> **The data**
======

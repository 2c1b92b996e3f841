use std::fmt;
use std::str::FromStr;

use qrpaint_engine::coords::Canvas;
use qrpaint_engine::matrix::CorrectionLevel;
use qrpaint_engine::paint::Color;

// ── RenderMode ────────────────────────────────────────────────────────────

/// Which backend produces the output.
#[derive(Debug, Copy, Clone, Default, Eq, PartialEq, Hash)]
pub enum RenderMode {
    /// Ask the host [`Capabilities`](crate::Capabilities): raster, then
    /// vector, then table.
    #[default]
    Auto,
    Raster,
    Table,
    Vector,
}

impl RenderMode {
    /// Resolves a backend name as accepted by the classic `render` option
    /// (`"canvas"`, `"table"`, `"svg"`).
    ///
    /// Unknown names fall back to [`Auto`](Self::Auto) instead of failing.
    pub fn from_name(name: &str) -> Self {
        match name.trim().to_ascii_lowercase().as_str() {
            "" | "auto" => RenderMode::Auto,
            "canvas" | "raster" | "bitmap" => RenderMode::Raster,
            "table" => RenderMode::Table,
            "svg" | "vector" => RenderMode::Vector,
            other => {
                log::warn!("unknown render mode {other:?}; falling back to auto");
                RenderMode::Auto
            }
        }
    }

    #[inline]
    pub const fn name(self) -> &'static str {
        match self {
            RenderMode::Auto => "auto",
            RenderMode::Raster => "canvas",
            RenderMode::Table => "table",
            RenderMode::Vector => "svg",
        }
    }
}

impl fmt::Display for RenderMode {
    fn fmt(&self, f: &mut fmt::Formatter<'_>) -> fmt::Result {
        f.write_str(self.name())
    }
}

impl FromStr for RenderMode {
    type Err = std::convert::Infallible;

    fn from_str(s: &str) -> Result<Self, Self::Err> {
        Ok(Self::from_name(s))
    }
}

// ── RenderConfig ──────────────────────────────────────────────────────────

/// Everything one render call needs.
///
/// Built with chained `with_*` setters and never mutated once handed to
/// [`Renderer::render`](crate::Renderer::render).
///
/// ```rust
/// use qrpaint::{RenderConfig, RenderMode};
/// use qrpaint::prelude::{Color, CorrectionLevel};
///
/// let config = RenderConfig::new("HELLO")
///     .with_mode(RenderMode::Vector)
///     .with_size(128, 128)
///     .with_correction_level(CorrectionLevel::High)
///     .with_foreground(Color::rgb(0x22, 0x22, 0x88));
/// assert_eq!(config.width(), 128);
/// ```
#[derive(Debug, Clone, PartialEq, Eq)]
pub struct RenderConfig {
    text:             String,
    mode:             RenderMode,
    width:            u32,
    height:           u32,
    correction_level: CorrectionLevel,
    background:       Color,
    foreground:       Color,
}

impl Default for RenderConfig {
    fn default() -> Self {
        Self {
            text:             String::new(),
            mode:             RenderMode::Auto,
            width:            256,
            height:           256,
            correction_level: CorrectionLevel::default(),
            background:       Color::white(),
            foreground:       Color::black(),
        }
    }
}

impl RenderConfig {
    /// Default config carrying `text`.
    pub fn new(text: impl Into<String>) -> Self {
        Self { text: text.into(), ..Self::default() }
    }

    // ── Builder ───────────────────────────────────────────────────────────

    pub fn with_text(mut self, text: impl Into<String>) -> Self {
        self.text = text.into();
        self
    }

    pub fn with_mode(mut self, mode: RenderMode) -> Self {
        self.mode = mode;
        self
    }

    /// Output size in pixels (raster) or user units (SVG, table).
    pub fn with_size(mut self, width: u32, height: u32) -> Self {
        self.width  = width;
        self.height = height;
        self
    }

    pub fn with_correction_level(mut self, level: CorrectionLevel) -> Self {
        self.correction_level = level;
        self
    }

    pub fn with_background(mut self, color: Color) -> Self {
        self.background = color;
        self
    }

    pub fn with_foreground(mut self, color: Color) -> Self {
        self.foreground = color;
        self
    }

    // ── Accessors ─────────────────────────────────────────────────────────

    #[inline]
    pub fn text(&self) -> &str {
        &self.text
    }

    #[inline]
    pub fn mode(&self) -> RenderMode {
        self.mode
    }

    #[inline]
    pub fn width(&self) -> u32 {
        self.width
    }

    #[inline]
    pub fn height(&self) -> u32 {
        self.height
    }

    #[inline]
    pub fn canvas(&self) -> Canvas {
        Canvas::new(self.width, self.height)
    }

    #[inline]
    pub fn correction_level(&self) -> CorrectionLevel {
        self.correction_level
    }

    #[inline]
    pub fn background(&self) -> Color {
        self.background
    }

    #[inline]
    pub fn foreground(&self) -> Color {
        self.foreground
    }
}

impl From<&str> for RenderConfig {
    fn from(text: &str) -> Self {
        Self::new(text)
    }
}

impl From<String> for RenderConfig {
    fn from(text: String) -> Self {
        Self::new(text)
    }
}

impl From<&RenderConfig> for RenderConfig {
    fn from(config: &RenderConfig) -> Self {
        config.clone()
    }
}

======

> **Problem statement**
In the preceding records, how many lines include the word "width"? Reply with the number only.

> **Solution to this problem**
8